Lei 14.905/2024: O Impacto da Nova Taxa Legal nas Suas Dívidas
A nova regra de cálculo de juros e correção monetária altera o cenário para devedores. Entenda como a Lei 14.905/2024 impacta suas dívidas e como se proteger juridicamente. ⚖️📉
A recente promulgação da Lei 14.905/2024 trouxe mudanças estruturais significativas na forma como obrigações pecuniárias e dívidas civis são calculadas no Brasil, com foco especial na reforma do artigo 406 do Código Civil. Para pessoas físicas e empresas que lidam com dívidas superiores a R$ 20.000, compreender essa atualização é uma necessidade estratégica para a preservação do fluxo de caixa e a mitigação de passivos judiciais.
A principal alteração reside na nova definição da taxa legal de juros moratórios. Anteriormente, o cenário era marcado pela incerteza e por interpretações divergentes nos tribunais. Com a nova redação, o legislador buscou conferir maior previsibilidade ao integrar a Taxa SELIC como o índice de referência para a correção e os juros de mora. Na prática, isso significa que a apuração de débitos em processos judiciais passa a seguir uma sistemática composta, o que exige uma revisão minuciosa de todas as provisões financeiras e cálculos apresentados por instituições financeiras em ações revisionais ou de cobrança.
Um dos pontos mais sensíveis da nova legislação é a regra de dedução da correção monetária. A lei estabelece que, quando a taxa de juros já incluir a atualização monetária, deve haver uma clareza matemática para evitar o chamado anatocismo ilegal ou o *bis in idem* (dupla penalização).
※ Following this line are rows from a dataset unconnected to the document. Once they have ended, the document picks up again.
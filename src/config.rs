//! Immutable simulation configuration
//!
//! Every physical tunable is bundled here and handed to `World`
//! construction once; there are no process-wide mutable globals.

use crate::consts::*;

/// Fixed parameters of a simulation run
#[derive(Debug, Clone, Copy, PartialEq)]
pub struct SimConfig {
    /// Viewport width in simulation units (one unit per pixel)
    pub width: f64,
    /// Viewport height; the floor sits at `y == height`
    pub height: f64,
    /// Shared radius of every disc
    pub body_radius: f64,
    /// Downward velocity gained per step
    pub gravity: f64,
    /// Rebound scaling on floor and side-wall contact
    pub wall_restitution: f64,
    /// Rebound coefficient given to newly spawned discs
    pub body_restitution: f64,
}

impl Default for SimConfig {
    fn default() -> Self {
        Self {
            width: f64::from(VIEW_WIDTH),
            height: f64::from(VIEW_HEIGHT),
            body_radius: BODY_RADIUS,
            gravity: GRAVITY,
            wall_restitution: WALL_RESTITUTION,
            body_restitution: BODY_RESTITUTION,
        }
    }
}
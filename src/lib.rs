//! Ballpit - click-to-spawn bouncing discs
//!
//! Core modules:
//! - `sim`: Deterministic simulation (integration, collisions, world state)
//! - `renderer`: CPU rasterizer drawing filled discs into an RGBA8 buffer
//! - `config`: Immutable simulation configuration

pub mod config;
pub mod renderer;
pub mod sim;

pub use config::SimConfig;

/// Simulation configuration constants
pub mod consts {
    /// Viewport width in pixels
    pub const VIEW_WIDTH: u32 = 640;
    /// Viewport height in pixels
    pub const VIEW_HEIGHT: u32 = 480;

    /// Shared disc radius (all bodies are uniform discs)
    pub const BODY_RADIUS: f64 = 20.0;
    /// Downward velocity gained per step (dt is one frame unit)
    pub const GRAVITY: f64 = 0.2;
    /// Rebound scaling on floor and side-wall contact
    pub const WALL_RESTITUTION: f64 = 0.8;
    /// Rebound coefficient given to newly spawned discs
    pub const BODY_RESTITUTION: f64 = 0.8;

    /// Fixed end-of-frame delay in milliseconds (no adaptive timestep)
    pub const FRAME_DELAY_MS: u64 = 16;

    /// Surface clear color (RGBA)
    pub const BACKGROUND: [u8; 4] = [255, 255, 255, 255];
}
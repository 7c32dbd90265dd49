//! Pairwise disc collision detection and impulse response

use super::state::Body;

/// Resolve one unordered pair of discs in place.
///
/// Discs further apart than `combined_radius` are untouched regardless of
/// their velocities. Overlapping discs that are not closing keep their
/// interpenetration (there is no positional correction outside the
/// closing branch) until their velocities next diverge. Exactly
/// coincident centers have no defined collision normal; that pair is
/// skipped rather than dividing by zero.
pub fn resolve_pair(a: &mut Body, b: &mut Body, combined_radius: f64) {
    let delta = b.pos - a.pos;
    let dist = delta.length();

    if dist >= combined_radius || dist == 0.0 {
        return;
    }

    // Unit vector from a toward b
    let normal = delta / dist;
    let closing = normal.dot(b.vel - a.vel);

    // Separating or mutually at rest along the normal: nothing to do
    if closing >= 0.0 {
        return;
    }

    // Restitution-weighted harmonic impulse. Bodies carry no explicit
    // mass; inverse restitution stands in for it.
    let j = (2.0 * closing) / (1.0 / a.restitution + 1.0 / b.restitution);
    a.vel += j * normal / a.restitution;
    b.vel -= j * normal / b.restitution;

    // Split the penetration evenly along the normal
    let push = (combined_radius - dist) / 2.0;
    a.pos -= push * normal;
    b.pos += push * normal;
}
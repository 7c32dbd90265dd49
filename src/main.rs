//! Ballpit entry point
//!
//! Platform layer: window and surface creation, per-frame event drain,
//! and the fixed-cadence loop around the simulation core. Everything in
//! here is plumbing; the physics lives in `ballpit::sim`.

use std::sync::Arc;
use std::time::{Duration, Instant};

use log::{debug, error, info};
use pixels::{Pixels, SurfaceTexture};
use winit::application::ApplicationHandler;
use winit::dpi::{LogicalSize, PhysicalPosition};
use winit::event::{ElementState, KeyEvent, MouseButton, WindowEvent};
use winit::event_loop::{ActiveEventLoop, ControlFlow, EventLoop};
use winit::keyboard::{KeyCode, PhysicalKey};
use winit::window::{Window, WindowId};

use ballpit::SimConfig;
use ballpit::consts::{FRAME_DELAY_MS, VIEW_HEIGHT, VIEW_WIDTH};
use ballpit::renderer;
use ballpit::sim::{Event, FrameInput, World, advance};

struct App {
    world: World,
    /// Events drained since the last frame, applied between steps
    input: FrameInput,
    cursor: PhysicalPosition<f64>,
    frame_started: Instant,
    window: Option<Arc<Window>>,
    pixels: Option<Pixels<'static>>,
}

impl App {
    fn new(world: World) -> Self {
        Self {
            world,
            input: FrameInput::default(),
            cursor: PhysicalPosition::new(0.0, 0.0),
            frame_started: Instant::now(),
            window: None,
            pixels: None,
        }
    }

    /// Queue a spawn at the surface pixel under the cursor
    fn queue_spawn(&mut self) {
        let Some(pixels) = self.pixels.as_ref() else {
            return;
        };
        let pos = (self.cursor.x as f32, self.cursor.y as f32);
        if let Ok((x, y)) = pixels.window_pos_to_pixel(pos) {
            info!("spawn disc at ({x}, {y})");
            self.input.events.push(Event::SpawnAt {
                x: x as i32,
                y: y as i32,
            });
        }
    }

    /// Run one frame: step the drained input, rasterize, present, pace
    fn frame(&mut self, event_loop: &ActiveEventLoop) {
        let input = std::mem::take(&mut self.input);
        if !advance(&mut self.world, &input) {
            event_loop.exit();
            return;
        }

        if let Some(pixels) = self.pixels.as_mut() {
            renderer::render(&self.world, pixels.frame_mut(), VIEW_WIDTH, VIEW_HEIGHT);
            if let Err(err) = pixels.render() {
                error!("surface present failed: {err}");
                event_loop.exit();
                return;
            }
        }

        // Fixed cadence: block out the rest of the frame budget
        let elapsed = self.frame_started.elapsed();
        let budget = Duration::from_millis(FRAME_DELAY_MS);
        if elapsed < budget {
            std::thread::sleep(budget - elapsed);
        } else {
            debug!("frame overran its {FRAME_DELAY_MS} ms budget: {elapsed:?}");
        }
        self.frame_started = Instant::now();
    }
}

impl ApplicationHandler for App {
    fn resumed(&mut self, event_loop: &ActiveEventLoop) {
        if self.window.is_some() {
            return;
        }

        let attrs = Window::default_attributes()
            .with_title("ballpit")
            .with_inner_size(LogicalSize::new(VIEW_WIDTH, VIEW_HEIGHT))
            .with_resizable(false);
        let window = Arc::new(
            event_loop
                .create_window(attrs)
                .expect("failed to create window"),
        );

        let size = window.inner_size();
        let surface = SurfaceTexture::new(size.width, size.height, window.clone());
        let pixels = Pixels::new(VIEW_WIDTH, VIEW_HEIGHT, surface)
            .expect("failed to create pixel surface");
        info!(
            "surface ready: {}x{} buffer in a {}x{} window",
            VIEW_WIDTH, VIEW_HEIGHT, size.width, size.height
        );

        window.request_redraw();
        self.window = Some(window);
        self.pixels = Some(pixels);
    }

    fn window_event(&mut self, event_loop: &ActiveEventLoop, _id: WindowId, event: WindowEvent) {
        match event {
            WindowEvent::CloseRequested => {
                self.input.events.push(Event::Quit);
            }
            WindowEvent::KeyboardInput {
                event:
                    KeyEvent {
                        physical_key: PhysicalKey::Code(KeyCode::Escape),
                        state: ElementState::Pressed,
                        ..
                    },
                ..
            } => {
                self.input.events.push(Event::Quit);
            }
            WindowEvent::CursorMoved { position, .. } => {
                self.cursor = position;
            }
            WindowEvent::MouseInput {
                state: ElementState::Pressed,
                button: MouseButton::Left,
                ..
            } => {
                self.queue_spawn();
            }
            WindowEvent::Resized(size) => {
                if let Some(pixels) = self.pixels.as_mut() {
                    if let Err(err) = pixels.resize_surface(size.width, size.height) {
                        error!("surface resize failed: {err}");
                        event_loop.exit();
                    }
                }
            }
            WindowEvent::RedrawRequested => {
                self.frame(event_loop);
            }
            _ => {}
        }
    }

    fn about_to_wait(&mut self, _event_loop: &ActiveEventLoop) {
        if let Some(window) = &self.window {
            window.request_redraw();
        }
    }
}

fn main() {
    env_logger::init();

    // Seed only feeds spawn colors; wall-clock is fine outside tests
    let seed = std::time::SystemTime::now()
        .duration_since(std::time::UNIX_EPOCH)
        .map(|d| d.as_millis() as u64)
        .unwrap_or(0);
    info!("ballpit {VIEW_WIDTH}x{VIEW_HEIGHT}, color seed {seed}");

    let event_loop = EventLoop::new().expect("failed to create event loop");
    event_loop.set_control_flow(ControlFlow::Poll);

    let mut app = App::new(World::new(SimConfig::default(), seed));
    let _ = event_loop.run_app(&mut app);
}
Isso impacta diretamente devedores em contratos bancários, onde a capitalização de juros frequentemente eleva o saldo devedor a patamares impagáveis. A capacidade de deduzir a inflação do cálculo de juros pode representar uma economia expressiva na hora de negociar ou quitar uma dívida em juízo.
Para o empresário e o devedor imobiliário, essa mudança reforça a importância da consultoria jurídica especializada. O impacto prospectivo é direto: passivos que antes eram calculados com base em interpretações subjetivas agora possuem uma régua legal mais rígida. Contudo, essa rigidez também serve como ferramenta de defesa, permitindo que a estratégia processual da Retomada Legal identifique excessos na execução e solicite o recálculo imediato com base nos novos parâmetros legais.
Dica da Retomada Legal: A nossa abordagem diante da Lei 14.905/2024 foca na auditoria completa de contratos e processos em curso. Não aceite cálculos genéricos apresentados pelo credor bancário. A Retomada Legal utiliza peritos contábeis para verificar se a instituição financeira aplicou corretamente a nova regra de dedução e se os juros moratórios estão, de fato, em conformidade com o novo artigo 406 do Código Civil. Caso identifiquemos inconsistências que superem os limites legais, ajuizamos ações para revisão do saldo devedor, protegendo seu patrimônio contra cobranças abusivas e garantindo que você pague apenas o que é estritamente devido.
Recomendamos que todos os clientes com passivos bancários ou imobiliários acima de R$ 20.000 realizem um diagnóstico jurídico imediato. Ajustar sua posição contratual à luz desta reforma é o passo fundamental para evitar a perda de bens em execuções judiciais ou leilões extrajudiciais. A segurança jurídica é conquistada pela vigilância constante e pela aplicação correta das novas balizas do ordenamento jurídico brasileiro.